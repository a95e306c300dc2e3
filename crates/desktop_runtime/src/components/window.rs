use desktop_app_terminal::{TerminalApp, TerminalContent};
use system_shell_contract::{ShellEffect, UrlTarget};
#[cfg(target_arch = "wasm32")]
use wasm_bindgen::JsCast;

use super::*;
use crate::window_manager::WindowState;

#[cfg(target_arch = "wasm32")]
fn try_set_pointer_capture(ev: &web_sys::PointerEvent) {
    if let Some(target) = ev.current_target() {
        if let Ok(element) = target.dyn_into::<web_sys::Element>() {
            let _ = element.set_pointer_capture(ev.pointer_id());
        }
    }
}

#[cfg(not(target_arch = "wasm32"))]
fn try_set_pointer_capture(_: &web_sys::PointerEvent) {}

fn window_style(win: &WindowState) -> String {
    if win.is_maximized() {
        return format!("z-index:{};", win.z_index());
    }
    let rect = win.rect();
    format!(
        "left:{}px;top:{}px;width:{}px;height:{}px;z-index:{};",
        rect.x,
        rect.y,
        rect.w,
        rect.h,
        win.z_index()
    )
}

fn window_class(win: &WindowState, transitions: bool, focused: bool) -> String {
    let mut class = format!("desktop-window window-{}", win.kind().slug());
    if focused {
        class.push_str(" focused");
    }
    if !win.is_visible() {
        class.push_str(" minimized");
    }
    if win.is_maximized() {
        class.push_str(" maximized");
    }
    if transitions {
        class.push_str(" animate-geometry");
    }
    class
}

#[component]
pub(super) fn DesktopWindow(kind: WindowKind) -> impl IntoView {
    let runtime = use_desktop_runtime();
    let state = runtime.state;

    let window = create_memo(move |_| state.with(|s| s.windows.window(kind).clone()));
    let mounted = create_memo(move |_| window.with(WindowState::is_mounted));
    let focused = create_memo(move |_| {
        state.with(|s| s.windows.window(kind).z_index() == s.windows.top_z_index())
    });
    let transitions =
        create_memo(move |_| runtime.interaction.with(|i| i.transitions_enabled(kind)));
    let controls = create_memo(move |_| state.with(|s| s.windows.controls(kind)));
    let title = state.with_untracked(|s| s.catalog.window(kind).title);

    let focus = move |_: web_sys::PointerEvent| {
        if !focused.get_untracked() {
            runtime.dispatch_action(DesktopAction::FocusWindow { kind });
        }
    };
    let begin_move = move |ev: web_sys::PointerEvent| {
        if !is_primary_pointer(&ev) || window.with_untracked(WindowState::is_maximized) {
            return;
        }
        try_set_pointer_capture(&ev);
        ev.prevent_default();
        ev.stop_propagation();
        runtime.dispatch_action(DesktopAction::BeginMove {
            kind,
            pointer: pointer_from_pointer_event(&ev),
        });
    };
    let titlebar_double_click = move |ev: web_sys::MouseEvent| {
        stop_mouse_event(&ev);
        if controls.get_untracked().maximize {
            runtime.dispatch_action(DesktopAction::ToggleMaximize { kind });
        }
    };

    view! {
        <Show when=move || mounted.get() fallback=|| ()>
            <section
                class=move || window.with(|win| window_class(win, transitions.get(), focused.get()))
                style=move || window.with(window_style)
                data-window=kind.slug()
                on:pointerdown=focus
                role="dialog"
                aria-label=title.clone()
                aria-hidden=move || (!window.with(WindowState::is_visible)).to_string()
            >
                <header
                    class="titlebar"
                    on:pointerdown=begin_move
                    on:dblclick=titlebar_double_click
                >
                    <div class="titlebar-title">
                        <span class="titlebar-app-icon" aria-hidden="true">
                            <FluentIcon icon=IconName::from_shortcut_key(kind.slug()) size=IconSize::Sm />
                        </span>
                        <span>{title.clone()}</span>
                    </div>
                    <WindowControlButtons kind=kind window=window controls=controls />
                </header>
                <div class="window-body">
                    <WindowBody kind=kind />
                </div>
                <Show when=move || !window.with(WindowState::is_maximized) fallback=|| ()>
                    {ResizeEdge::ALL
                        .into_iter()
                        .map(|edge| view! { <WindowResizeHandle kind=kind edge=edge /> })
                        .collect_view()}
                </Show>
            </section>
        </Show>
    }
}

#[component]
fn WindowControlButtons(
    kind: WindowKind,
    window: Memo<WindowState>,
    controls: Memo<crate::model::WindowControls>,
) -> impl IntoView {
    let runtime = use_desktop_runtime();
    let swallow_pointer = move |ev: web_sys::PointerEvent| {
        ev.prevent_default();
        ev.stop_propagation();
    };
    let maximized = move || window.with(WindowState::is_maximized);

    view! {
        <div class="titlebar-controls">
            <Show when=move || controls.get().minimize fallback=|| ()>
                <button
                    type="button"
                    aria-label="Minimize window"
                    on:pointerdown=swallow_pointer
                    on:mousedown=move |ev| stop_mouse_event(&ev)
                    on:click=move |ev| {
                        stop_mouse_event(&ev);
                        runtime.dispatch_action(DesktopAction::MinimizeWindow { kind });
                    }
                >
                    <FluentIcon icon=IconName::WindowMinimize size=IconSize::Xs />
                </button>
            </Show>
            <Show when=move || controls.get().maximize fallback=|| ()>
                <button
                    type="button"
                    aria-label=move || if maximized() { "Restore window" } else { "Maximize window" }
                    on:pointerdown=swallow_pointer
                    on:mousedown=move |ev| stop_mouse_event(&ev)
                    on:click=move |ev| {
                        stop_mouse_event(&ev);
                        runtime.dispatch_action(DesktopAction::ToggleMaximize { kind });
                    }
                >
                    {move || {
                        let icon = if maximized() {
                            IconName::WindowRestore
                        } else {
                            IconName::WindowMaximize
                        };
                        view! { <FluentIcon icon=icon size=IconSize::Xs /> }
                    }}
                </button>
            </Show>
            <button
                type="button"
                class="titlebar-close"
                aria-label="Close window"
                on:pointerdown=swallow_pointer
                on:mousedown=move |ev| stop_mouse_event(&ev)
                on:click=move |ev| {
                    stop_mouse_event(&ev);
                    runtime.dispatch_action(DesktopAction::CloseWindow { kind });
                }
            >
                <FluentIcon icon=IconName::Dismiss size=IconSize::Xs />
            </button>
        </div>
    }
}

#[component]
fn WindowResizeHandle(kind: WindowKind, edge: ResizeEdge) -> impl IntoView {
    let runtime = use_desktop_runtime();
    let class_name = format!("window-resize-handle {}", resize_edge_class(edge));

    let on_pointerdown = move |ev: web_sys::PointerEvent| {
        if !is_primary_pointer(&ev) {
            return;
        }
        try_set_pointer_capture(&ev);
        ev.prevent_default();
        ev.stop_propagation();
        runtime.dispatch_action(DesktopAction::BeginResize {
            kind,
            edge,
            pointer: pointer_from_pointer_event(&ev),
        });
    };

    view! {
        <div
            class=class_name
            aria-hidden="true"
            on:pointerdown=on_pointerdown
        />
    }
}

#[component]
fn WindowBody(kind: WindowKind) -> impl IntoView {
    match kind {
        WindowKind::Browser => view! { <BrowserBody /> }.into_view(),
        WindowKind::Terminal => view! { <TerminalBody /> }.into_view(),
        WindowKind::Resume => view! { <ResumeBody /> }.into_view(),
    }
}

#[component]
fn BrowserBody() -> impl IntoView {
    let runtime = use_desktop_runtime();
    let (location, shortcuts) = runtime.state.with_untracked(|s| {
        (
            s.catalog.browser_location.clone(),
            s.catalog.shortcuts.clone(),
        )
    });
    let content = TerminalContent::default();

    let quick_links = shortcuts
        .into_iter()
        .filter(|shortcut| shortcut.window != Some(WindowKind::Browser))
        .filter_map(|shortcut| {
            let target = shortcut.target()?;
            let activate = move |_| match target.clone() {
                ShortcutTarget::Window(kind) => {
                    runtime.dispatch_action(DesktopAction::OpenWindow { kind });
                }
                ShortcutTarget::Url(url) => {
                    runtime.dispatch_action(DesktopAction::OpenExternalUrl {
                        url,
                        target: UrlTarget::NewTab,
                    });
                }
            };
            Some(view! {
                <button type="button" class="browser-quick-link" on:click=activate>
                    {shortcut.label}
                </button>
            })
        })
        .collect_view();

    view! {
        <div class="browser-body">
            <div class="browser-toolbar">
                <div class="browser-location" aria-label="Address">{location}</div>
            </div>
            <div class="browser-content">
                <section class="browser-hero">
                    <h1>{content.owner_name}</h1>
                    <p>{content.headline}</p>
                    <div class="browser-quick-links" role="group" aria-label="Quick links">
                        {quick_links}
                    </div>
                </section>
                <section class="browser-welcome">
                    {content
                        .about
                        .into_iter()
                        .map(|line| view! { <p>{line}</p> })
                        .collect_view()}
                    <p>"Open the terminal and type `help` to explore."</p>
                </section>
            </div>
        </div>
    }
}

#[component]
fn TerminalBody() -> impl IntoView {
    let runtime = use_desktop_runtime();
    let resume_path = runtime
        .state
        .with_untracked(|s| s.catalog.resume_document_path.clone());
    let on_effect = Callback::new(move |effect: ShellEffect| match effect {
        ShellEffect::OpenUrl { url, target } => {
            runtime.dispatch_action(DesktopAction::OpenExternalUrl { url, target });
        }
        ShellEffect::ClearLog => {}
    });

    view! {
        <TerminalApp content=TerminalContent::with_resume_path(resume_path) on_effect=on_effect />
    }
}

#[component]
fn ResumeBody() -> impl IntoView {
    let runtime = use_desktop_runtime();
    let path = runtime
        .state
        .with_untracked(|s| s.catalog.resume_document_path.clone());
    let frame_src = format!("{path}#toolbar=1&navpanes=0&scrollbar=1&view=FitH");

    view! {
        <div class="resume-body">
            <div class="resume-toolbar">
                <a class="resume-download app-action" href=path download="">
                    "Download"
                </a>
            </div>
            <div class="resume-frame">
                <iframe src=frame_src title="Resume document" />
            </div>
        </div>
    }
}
________________________________________
## Exercise aim
Where the material contains a line with "focused", return that line.

## Problem solution
fn window_class(win: &WindowState, transitions: bool, focused: bool) -> String {
    if focused {
        class.push_str(" focused");
    let focused = create_memo(move |_| {
        if !focused.get_untracked() {
                class=move || window.with(|win| window_class(win, transitions.get(), focused.get()))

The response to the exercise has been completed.